As Ian Tuttle of National Review writes:
The reduction of all same-sex marriage opposition to irrational hatred is not a reasoned conclusion, but a matter of dogma among many on the left.
And the inevitable result of casting one’s opponents as sub-rational or anti-rational is the end of debate. From the position of Maggie Haberman, the Times writer so perplexed by Cruz’s visit, trying to convince Ted Cruz to support same-sex marriage is like trying to convince a caribou.
The problem, of course, is that community life is subverted when matters of public importance are removed from the realm of debate. And if I can’t convince you, I am left to appeal, finally, to force.
Ian continues to give examples and proofs of his point that the LGBT lobby prefers to use force instead of civil discourse. He ends the article on a sobering note, referring to how our country should be able to resolve these matters, but most likely won’t due to malicious agendas:
The health of a democratic polity depends in no small part on the generousness of its civic discourse — that is, opposing sides ought to give one another the benefit of the doubt.

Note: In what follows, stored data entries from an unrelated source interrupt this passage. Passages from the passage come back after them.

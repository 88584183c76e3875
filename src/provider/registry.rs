//! Provider registry: the authoritative map of which providers exist and
//! what they can do.
//!
//! The [`ProviderRegistry`] indexes registered providers by ID, by
//! capability, and by owning source. It is the only shared mutable structure
//! in the engine; a `parking_lot::RwLock` around the entry list gives
//! concurrent readers snapshot semantics, so a capability lookup racing a
//! bulk source unregistration sees either the full set or the post-removal
//! set, never a half-removed one.
//!
//! Registration order is meaningful: capability lookups return providers in
//! the order they were registered, and callers treat that order as the
//! fallback priority. Re-registering an existing provider ID overwrites the
//! entry in place (upsert), keeping its original slot so an upsert does not
//! silently reshuffle priorities.

use std::collections::{BTreeMap, BTreeSet};
use std::sync::Arc;

use marquee_common::Capability;
use parking_lot::RwLock;
use serde::Serialize;
use tracing::{debug, info};

use super::{
    CatalogProvider, Enricher, PeopleProvider, ProviderRegistration, SearchProvider,
    SeasonsProvider,
};

/// An immutable registered-provider record handed out by lookups.
///
/// Entries are shared via `Arc`; once registered they are never mutated, so
/// a snapshot taken by a reader stays valid even if the provider is
/// unregistered mid-flight.
pub struct ProviderEntry {
    /// Short, stable identifier for the provider.
    pub id: String,
    /// Display name.
    pub name: String,
    /// Identifier of the source that registered the provider.
    pub source_id: String,
    catalog: Option<Arc<dyn CatalogProvider>>,
    search: Option<Arc<dyn SearchProvider>>,
    people: Option<Arc<dyn PeopleProvider>>,
    seasons: Option<Arc<dyn SeasonsProvider>>,
    enrichers: BTreeMap<Capability, Arc<dyn Enricher>>,
}

impl ProviderEntry {
    /// The catalog handle, if this provider declared the capability.
    pub fn catalog(&self) -> Option<Arc<dyn CatalogProvider>> {
        self.catalog.clone()
    }

    /// The search handle, if declared.
    pub fn search(&self) -> Option<Arc<dyn SearchProvider>> {
        self.search.clone()
    }

    /// The people handle, if declared.
    pub fn people(&self) -> Option<Arc<dyn PeopleProvider>> {
        self.people.clone()
    }

    /// The seasons/episodes handle, if declared.
    pub fn seasons(&self) -> Option<Arc<dyn SeasonsProvider>> {
        self.seasons.clone()
    }

    /// The enricher handle for `capability`, if declared.
    pub fn enricher(&self, capability: Capability) -> Option<Arc<dyn Enricher>> {
        self.enrichers.get(&capability).cloned()
    }

    /// The set of capabilities this provider declared at registration.
    pub fn capabilities(&self) -> BTreeSet<Capability> {
        let mut caps = BTreeSet::new();
        if self.catalog.is_some() {
            caps.insert(Capability::Catalog);
        }
        if self.search.is_some() {
            caps.insert(Capability::Search);
        }
        if self.people.is_some() {
            caps.insert(Capability::People);
        }
        if self.seasons.is_some() {
            caps.insert(Capability::SeasonsEpisodes);
        }
        caps.extend(self.enrichers.keys().copied());
        caps
    }

    /// Whether this provider declared `capability`.
    pub fn has_capability(&self, capability: Capability) -> bool {
        match capability {
            Capability::Catalog => self.catalog.is_some(),
            Capability::Search => self.search.is_some(),
            Capability::People => self.people.is_some(),
            Capability::SeasonsEpisodes => self.seasons.is_some(),
            other => self.enrichers.contains_key(&other),
        }
    }
}

impl std::fmt::Debug for ProviderEntry {
    fn fmt(&self, f: &mut std::fmt::Formatter<'_>) -> std::fmt::Result {
        f.debug_struct("ProviderEntry")
            .field("id", &self.id)
            .field("name", &self.name)
            .field("source_id", &self.source_id)
            .field("capabilities", &self.capabilities())
            .finish()
    }
}

impl From<ProviderRegistration> for ProviderEntry {
    fn from(reg: ProviderRegistration) -> Self {
        Self {
            id: reg.id,
            name: reg.name,
            source_id: reg.source_id,
            catalog: reg.catalog,
            search: reg.search,
            people: reg.people,
            seasons: reg.seasons,
            enrichers: reg.enrichers,
        }
    }
}

/// Registry observability counters, serializable for status endpoints.
#[derive(Debug, Clone, Serialize)]
pub struct RegistryStats {
    /// Number of registered providers.
    pub total_providers: usize,
    /// Number of distinct sources with at least one provider.
    pub total_sources: usize,
    /// Provider count per capability.
    pub providers_by_capability: BTreeMap<String, usize>,
    /// Provider count per source.
    pub providers_by_source: BTreeMap<String, usize>,
}

/// In-memory index of registered providers.
///
/// Constructed once per app session and passed by handle (`Arc`) to the use
/// cases; tests construct a fresh registry each. Never a global singleton.
#[derive(Default)]
pub struct ProviderRegistry {
    // Registration order is preserved; all lookups iterate this list.
    entries: RwLock<Vec<Arc<ProviderEntry>>>,
}

impl ProviderRegistry {
    /// Create an empty registry with no providers.
    pub fn new() -> Self {
        Self::default()
    }

    /// Register a provider, or overwrite an existing one with the same ID.
    ///
    /// Upsert semantics: a duplicate ID replaces the old entry in place,
    /// keeping its registration slot; the old entry's handles are dropped
    /// wholesale. Registration makes the provider immediately visible to all
    /// capability and source queries.
    pub fn register(&self, registration: ProviderRegistration) {
        let capabilities = registration.capabilities();
        let entry = Arc::new(ProviderEntry::from(registration));
        let mut entries = self.entries.write();
        match entries.iter_mut().find(|e| e.id == entry.id) {
            Some(slot) => {
                debug!(provider = %entry.id, "Overwriting existing provider registration");
                *slot = entry;
            }
            None => {
                info!(
                    provider = %entry.id,
                    source = %entry.source_id,
                    capabilities = ?capabilities,
                    "Registered provider"
                );
                entries.push(entry);
            }
        }
    }

    /// Look up a provider by ID.
    pub fn provider(&self, id: &str) -> Option<Arc<ProviderEntry>> {
        self.entries.read().iter().find(|e| e.id == id).cloned()
    }

    /// All providers declaring `capability`, in registration order.
    ///
    /// Registration order acts as the fallback priority: callers that fall
    /// back across providers try the first entry first. An empty result
    /// means no provider covers the capability; that is not an error.
    pub fn providers_for_capability(&self, capability: Capability) -> Vec<Arc<ProviderEntry>> {
        self.entries
            .read()
            .iter()
            .filter(|e| e.has_capability(capability))
            .cloned()
            .collect()
    }

    /// Catalog handles of every catalog-capable provider, in registration
    /// order, paired with their entries.
    pub fn catalog_providers(&self) -> Vec<(Arc<ProviderEntry>, Arc<dyn CatalogProvider>)> {
        self.entries
            .read()
            .iter()
            .filter_map(|e| e.catalog().map(|h| (e.clone(), h)))
            .collect()
    }

    /// Search handles of every search-capable provider, in registration order.
    pub fn search_providers(&self) -> Vec<Arc<dyn SearchProvider>> {
        self.entries
            .read()
            .iter()
            .filter_map(|e| e.search())
            .collect()
    }

    /// People handles of every people-capable provider, in registration order.
    pub fn people_providers(&self) -> Vec<Arc<dyn PeopleProvider>> {
        self.entries
            .read()
            .iter()
            .filter_map(|e| e.people())
            .collect()
    }

    /// Seasons/episodes handles, in registration order.
    pub fn seasons_providers(&self) -> Vec<Arc<dyn SeasonsProvider>> {
        self.entries
            .read()
            .iter()
            .filter_map(|e| e.seasons())
            .collect()
    }

    /// Enricher handles for `capability`, in registration order.
    pub fn enrichers_for(&self, capability: Capability) -> Vec<Arc<dyn Enricher>> {
        self.entries
            .read()
            .iter()
            .filter_map(|e| e.enricher(capability))
            .collect()
    }

    /// All providers registered by `source_id`, in registration order.
    pub fn providers_by_source(&self, source_id: &str) -> Vec<Arc<ProviderEntry>> {
        self.entries
            .read()
            .iter()
            .filter(|e| e.source_id == source_id)
            .cloned()
            .collect()
    }

    /// Union of the capabilities of every provider from `source_id`.
    pub fn capabilities_by_source(&self, source_id: &str) -> BTreeSet<Capability> {
        self.entries
            .read()
            .iter()
            .filter(|e| e.source_id == source_id)
            .flat_map(|e| e.capabilities())
            .collect()
    }

    /// Distinct source IDs with at least one registered provider, ordered by
    /// first registration.
    pub fn all_sources(&self) -> Vec<String> {
        let entries = self.entries.read();
        let mut sources = Vec::new();
        for entry in entries.iter() {
            if !sources.contains(&entry.source_id) {
                sources.push(entry.source_id.clone());
            }
        }
        sources
    }

    /// Remove every provider registered by `source_id`.
    ///
    /// The removal happens under the write lock, so concurrent lookups see
    /// either all of the source's providers or none of them. Unknown sources
    /// remove nothing; that is not an error.
    pub fn unregister_source(&self, source_id: &str) {
        let mut entries = self.entries.write();
        let before = entries.len();
        entries.retain(|e| e.source_id != source_id);
        let removed = before - entries.len();
        if removed > 0 {
            info!(source = %source_id, removed, "Unregistered providers by source");
        }
    }

    /// Observability counters by provider, capability, and source.
    pub fn stats(&self) -> RegistryStats {
        let entries = self.entries.read();
        let mut providers_by_capability: BTreeMap<String, usize> = BTreeMap::new();
        let mut providers_by_source: BTreeMap<String, usize> = BTreeMap::new();
        for entry in entries.iter() {
            for cap in entry.capabilities() {
                *providers_by_capability.entry(cap.to_string()).or_default() += 1;
            }
            *providers_by_source.entry(entry.source_id.clone()).or_default() += 1;
        }
        RegistryStats {
            total_providers: entries.len(),
            total_sources: providers_by_source.len(),
            providers_by_capability,
            providers_by_source,
        }
    }
}

impl std::fmt::Debug for ProviderRegistry {
    fn fmt(&self, f: &mut std::fmt::Formatter<'_>) -> std::fmt::Result {
        let entries = self.entries.read();
        f.debug_struct("ProviderRegistry")
            .field("providers", &entries.len())
            .finish()
    }
}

If same-sex marriage proponents allowed that same-sex marriage opponents might, just might, be motivated by something other than animal hatred, we might be able to reach solutions that balance the competing interests unavoidably present in any political body.
But our discourse is growing increasingly ungenerous. We ought not be surprised when the result is less debate and more dishonesty and coercion.
Source via National Review.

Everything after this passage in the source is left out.